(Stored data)
=====

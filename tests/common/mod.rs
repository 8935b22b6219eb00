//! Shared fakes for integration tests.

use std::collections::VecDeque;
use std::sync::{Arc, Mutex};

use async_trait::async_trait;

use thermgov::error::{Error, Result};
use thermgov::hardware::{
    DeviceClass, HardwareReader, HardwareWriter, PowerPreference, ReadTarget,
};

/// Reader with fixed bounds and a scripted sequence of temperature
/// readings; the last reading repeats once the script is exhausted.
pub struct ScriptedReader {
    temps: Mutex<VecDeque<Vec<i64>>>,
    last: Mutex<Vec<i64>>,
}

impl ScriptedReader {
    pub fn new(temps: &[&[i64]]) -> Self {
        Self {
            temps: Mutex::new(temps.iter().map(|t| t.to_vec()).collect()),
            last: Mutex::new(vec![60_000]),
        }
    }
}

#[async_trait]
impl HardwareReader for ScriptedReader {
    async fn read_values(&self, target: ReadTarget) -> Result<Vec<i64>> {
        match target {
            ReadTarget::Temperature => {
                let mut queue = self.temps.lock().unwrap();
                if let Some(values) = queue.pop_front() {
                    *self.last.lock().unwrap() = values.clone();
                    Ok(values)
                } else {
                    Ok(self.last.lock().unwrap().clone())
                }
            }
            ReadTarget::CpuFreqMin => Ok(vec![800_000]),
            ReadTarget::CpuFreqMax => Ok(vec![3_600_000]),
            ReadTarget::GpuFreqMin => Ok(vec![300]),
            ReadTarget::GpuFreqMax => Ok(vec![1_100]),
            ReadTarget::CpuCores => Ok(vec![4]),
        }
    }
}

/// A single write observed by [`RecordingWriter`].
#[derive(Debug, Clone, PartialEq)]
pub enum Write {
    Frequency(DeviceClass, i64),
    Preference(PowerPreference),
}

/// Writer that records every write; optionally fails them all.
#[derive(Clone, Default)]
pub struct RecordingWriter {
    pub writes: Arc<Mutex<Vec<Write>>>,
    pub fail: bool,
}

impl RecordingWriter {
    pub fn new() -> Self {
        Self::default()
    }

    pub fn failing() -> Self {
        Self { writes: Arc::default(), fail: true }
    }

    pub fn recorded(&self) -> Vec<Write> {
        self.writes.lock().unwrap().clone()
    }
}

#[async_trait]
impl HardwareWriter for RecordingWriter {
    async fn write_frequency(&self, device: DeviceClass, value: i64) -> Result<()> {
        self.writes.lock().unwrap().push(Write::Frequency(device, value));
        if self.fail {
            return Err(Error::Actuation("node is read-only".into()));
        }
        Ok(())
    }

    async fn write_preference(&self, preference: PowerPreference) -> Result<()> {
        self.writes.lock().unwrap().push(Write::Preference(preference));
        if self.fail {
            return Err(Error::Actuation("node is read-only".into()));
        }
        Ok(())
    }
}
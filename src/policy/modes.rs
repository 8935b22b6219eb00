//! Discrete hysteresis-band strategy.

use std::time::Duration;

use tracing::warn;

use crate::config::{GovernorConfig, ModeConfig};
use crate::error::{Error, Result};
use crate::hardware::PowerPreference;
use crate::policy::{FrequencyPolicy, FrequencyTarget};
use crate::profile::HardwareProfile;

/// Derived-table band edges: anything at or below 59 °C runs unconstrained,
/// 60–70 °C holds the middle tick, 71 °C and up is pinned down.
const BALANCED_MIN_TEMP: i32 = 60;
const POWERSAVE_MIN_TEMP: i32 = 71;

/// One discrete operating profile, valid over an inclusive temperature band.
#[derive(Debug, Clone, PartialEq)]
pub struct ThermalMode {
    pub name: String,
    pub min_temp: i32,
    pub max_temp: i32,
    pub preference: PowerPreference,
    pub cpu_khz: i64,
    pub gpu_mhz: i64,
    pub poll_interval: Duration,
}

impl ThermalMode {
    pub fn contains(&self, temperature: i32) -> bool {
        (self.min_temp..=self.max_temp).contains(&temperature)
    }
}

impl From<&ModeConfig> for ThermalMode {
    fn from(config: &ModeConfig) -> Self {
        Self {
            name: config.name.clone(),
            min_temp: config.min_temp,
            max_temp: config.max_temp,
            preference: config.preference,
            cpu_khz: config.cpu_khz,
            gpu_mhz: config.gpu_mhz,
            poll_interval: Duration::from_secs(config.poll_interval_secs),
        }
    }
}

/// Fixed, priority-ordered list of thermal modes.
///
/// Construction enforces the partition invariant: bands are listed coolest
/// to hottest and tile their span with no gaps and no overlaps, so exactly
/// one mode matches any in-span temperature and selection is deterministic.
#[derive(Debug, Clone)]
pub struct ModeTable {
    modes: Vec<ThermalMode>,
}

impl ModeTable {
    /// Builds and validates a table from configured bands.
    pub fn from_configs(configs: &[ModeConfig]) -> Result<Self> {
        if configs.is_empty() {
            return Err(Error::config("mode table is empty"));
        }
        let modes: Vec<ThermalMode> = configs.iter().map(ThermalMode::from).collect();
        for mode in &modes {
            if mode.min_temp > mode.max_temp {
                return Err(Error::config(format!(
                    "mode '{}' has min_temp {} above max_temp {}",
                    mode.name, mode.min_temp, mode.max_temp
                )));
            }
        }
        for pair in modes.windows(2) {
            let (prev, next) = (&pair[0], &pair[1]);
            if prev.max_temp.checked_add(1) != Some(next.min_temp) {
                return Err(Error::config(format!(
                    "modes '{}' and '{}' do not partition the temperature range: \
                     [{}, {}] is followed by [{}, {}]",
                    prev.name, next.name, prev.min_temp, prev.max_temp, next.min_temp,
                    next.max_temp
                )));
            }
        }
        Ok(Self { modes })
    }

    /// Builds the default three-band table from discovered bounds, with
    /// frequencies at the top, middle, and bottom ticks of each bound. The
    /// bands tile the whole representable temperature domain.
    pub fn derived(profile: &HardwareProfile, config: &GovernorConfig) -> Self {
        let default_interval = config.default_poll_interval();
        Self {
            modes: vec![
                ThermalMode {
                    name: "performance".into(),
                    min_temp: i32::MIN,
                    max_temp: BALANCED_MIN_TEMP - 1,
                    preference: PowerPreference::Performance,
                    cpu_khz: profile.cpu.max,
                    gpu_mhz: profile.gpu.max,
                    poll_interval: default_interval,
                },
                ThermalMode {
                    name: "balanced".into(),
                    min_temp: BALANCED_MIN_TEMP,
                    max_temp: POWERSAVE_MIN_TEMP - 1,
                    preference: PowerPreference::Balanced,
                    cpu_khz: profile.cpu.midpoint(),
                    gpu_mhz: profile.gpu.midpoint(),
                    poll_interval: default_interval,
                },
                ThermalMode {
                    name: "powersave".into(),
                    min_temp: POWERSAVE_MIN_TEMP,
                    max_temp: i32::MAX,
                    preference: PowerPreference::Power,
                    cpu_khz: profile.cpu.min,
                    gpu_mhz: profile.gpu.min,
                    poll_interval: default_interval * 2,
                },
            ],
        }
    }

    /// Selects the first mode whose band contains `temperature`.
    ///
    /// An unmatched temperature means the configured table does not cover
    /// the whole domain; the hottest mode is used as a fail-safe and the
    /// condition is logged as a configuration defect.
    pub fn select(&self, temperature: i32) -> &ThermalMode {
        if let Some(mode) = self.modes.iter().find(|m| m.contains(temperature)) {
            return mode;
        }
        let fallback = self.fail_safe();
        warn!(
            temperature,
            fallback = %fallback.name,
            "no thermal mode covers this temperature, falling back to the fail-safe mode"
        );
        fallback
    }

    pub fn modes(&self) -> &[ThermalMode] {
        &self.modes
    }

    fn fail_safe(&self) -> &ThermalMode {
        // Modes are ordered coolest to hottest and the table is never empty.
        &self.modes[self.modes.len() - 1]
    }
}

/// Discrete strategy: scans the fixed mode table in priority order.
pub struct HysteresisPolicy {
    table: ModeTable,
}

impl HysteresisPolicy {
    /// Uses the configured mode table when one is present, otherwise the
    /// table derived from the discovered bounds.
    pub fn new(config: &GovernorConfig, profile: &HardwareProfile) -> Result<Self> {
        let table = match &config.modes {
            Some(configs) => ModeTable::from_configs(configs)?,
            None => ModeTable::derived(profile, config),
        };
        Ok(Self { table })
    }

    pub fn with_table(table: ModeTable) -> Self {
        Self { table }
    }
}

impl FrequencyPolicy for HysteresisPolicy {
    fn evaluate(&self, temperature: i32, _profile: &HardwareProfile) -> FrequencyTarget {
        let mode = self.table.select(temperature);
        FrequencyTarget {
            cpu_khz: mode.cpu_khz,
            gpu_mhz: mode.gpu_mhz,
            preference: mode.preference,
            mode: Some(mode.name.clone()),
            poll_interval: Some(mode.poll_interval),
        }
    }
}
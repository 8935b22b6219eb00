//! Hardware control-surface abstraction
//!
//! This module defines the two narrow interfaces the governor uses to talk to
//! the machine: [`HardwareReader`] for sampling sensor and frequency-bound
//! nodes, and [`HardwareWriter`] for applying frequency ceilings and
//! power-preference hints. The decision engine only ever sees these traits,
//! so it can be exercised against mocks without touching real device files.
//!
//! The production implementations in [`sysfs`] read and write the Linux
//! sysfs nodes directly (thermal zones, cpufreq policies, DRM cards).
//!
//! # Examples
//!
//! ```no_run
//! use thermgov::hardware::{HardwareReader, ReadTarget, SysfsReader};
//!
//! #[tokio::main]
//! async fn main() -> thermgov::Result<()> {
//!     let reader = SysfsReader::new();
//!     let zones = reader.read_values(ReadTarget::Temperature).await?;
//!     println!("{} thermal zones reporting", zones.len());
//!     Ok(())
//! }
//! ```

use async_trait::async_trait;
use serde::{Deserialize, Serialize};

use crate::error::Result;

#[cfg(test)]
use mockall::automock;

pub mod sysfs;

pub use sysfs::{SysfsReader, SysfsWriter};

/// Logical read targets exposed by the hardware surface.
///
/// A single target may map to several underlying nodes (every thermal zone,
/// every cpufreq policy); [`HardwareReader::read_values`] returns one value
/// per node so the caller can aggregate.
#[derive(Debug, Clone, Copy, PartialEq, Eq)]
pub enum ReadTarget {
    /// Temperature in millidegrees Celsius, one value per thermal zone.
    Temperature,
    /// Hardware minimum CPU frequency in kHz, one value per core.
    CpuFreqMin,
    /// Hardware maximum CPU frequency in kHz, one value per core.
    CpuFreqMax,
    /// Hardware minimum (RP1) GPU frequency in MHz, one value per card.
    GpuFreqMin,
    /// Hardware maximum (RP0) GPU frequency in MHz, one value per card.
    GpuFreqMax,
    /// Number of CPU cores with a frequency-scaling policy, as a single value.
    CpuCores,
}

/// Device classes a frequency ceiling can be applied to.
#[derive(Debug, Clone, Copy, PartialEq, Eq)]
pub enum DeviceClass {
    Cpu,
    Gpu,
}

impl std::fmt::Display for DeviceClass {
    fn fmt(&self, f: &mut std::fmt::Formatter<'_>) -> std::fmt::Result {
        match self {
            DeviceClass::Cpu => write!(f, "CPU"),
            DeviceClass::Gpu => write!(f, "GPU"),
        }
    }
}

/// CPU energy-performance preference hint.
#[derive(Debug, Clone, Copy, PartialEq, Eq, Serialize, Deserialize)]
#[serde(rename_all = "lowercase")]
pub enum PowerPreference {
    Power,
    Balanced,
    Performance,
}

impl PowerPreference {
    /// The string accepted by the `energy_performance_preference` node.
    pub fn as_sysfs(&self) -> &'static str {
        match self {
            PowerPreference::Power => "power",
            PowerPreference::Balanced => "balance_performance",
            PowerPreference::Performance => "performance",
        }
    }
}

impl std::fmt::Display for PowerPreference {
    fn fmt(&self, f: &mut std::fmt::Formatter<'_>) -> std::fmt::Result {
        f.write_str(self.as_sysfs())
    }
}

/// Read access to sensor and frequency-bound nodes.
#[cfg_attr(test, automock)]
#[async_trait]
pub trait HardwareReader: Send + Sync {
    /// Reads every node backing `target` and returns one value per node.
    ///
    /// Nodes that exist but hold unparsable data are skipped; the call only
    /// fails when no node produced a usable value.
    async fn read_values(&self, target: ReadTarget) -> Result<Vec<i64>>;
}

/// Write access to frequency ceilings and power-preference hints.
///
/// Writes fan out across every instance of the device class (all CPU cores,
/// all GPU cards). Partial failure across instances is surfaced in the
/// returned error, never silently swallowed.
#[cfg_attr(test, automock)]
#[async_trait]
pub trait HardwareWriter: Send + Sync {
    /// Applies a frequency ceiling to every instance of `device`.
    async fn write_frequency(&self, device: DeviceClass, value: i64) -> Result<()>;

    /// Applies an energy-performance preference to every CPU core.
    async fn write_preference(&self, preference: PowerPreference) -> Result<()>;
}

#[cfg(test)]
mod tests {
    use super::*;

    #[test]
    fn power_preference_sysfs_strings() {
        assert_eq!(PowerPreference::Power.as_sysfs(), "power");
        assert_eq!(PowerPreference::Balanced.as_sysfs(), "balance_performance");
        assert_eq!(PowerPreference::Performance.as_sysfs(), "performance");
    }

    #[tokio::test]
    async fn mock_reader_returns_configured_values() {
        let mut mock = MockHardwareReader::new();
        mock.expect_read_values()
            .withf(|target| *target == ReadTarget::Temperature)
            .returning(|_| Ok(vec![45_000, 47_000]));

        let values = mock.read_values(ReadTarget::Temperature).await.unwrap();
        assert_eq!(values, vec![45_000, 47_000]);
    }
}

=====

• Brief: State how many lines of the records contain the string "ModeConfig". The number is the whole answer.

• Written response: 4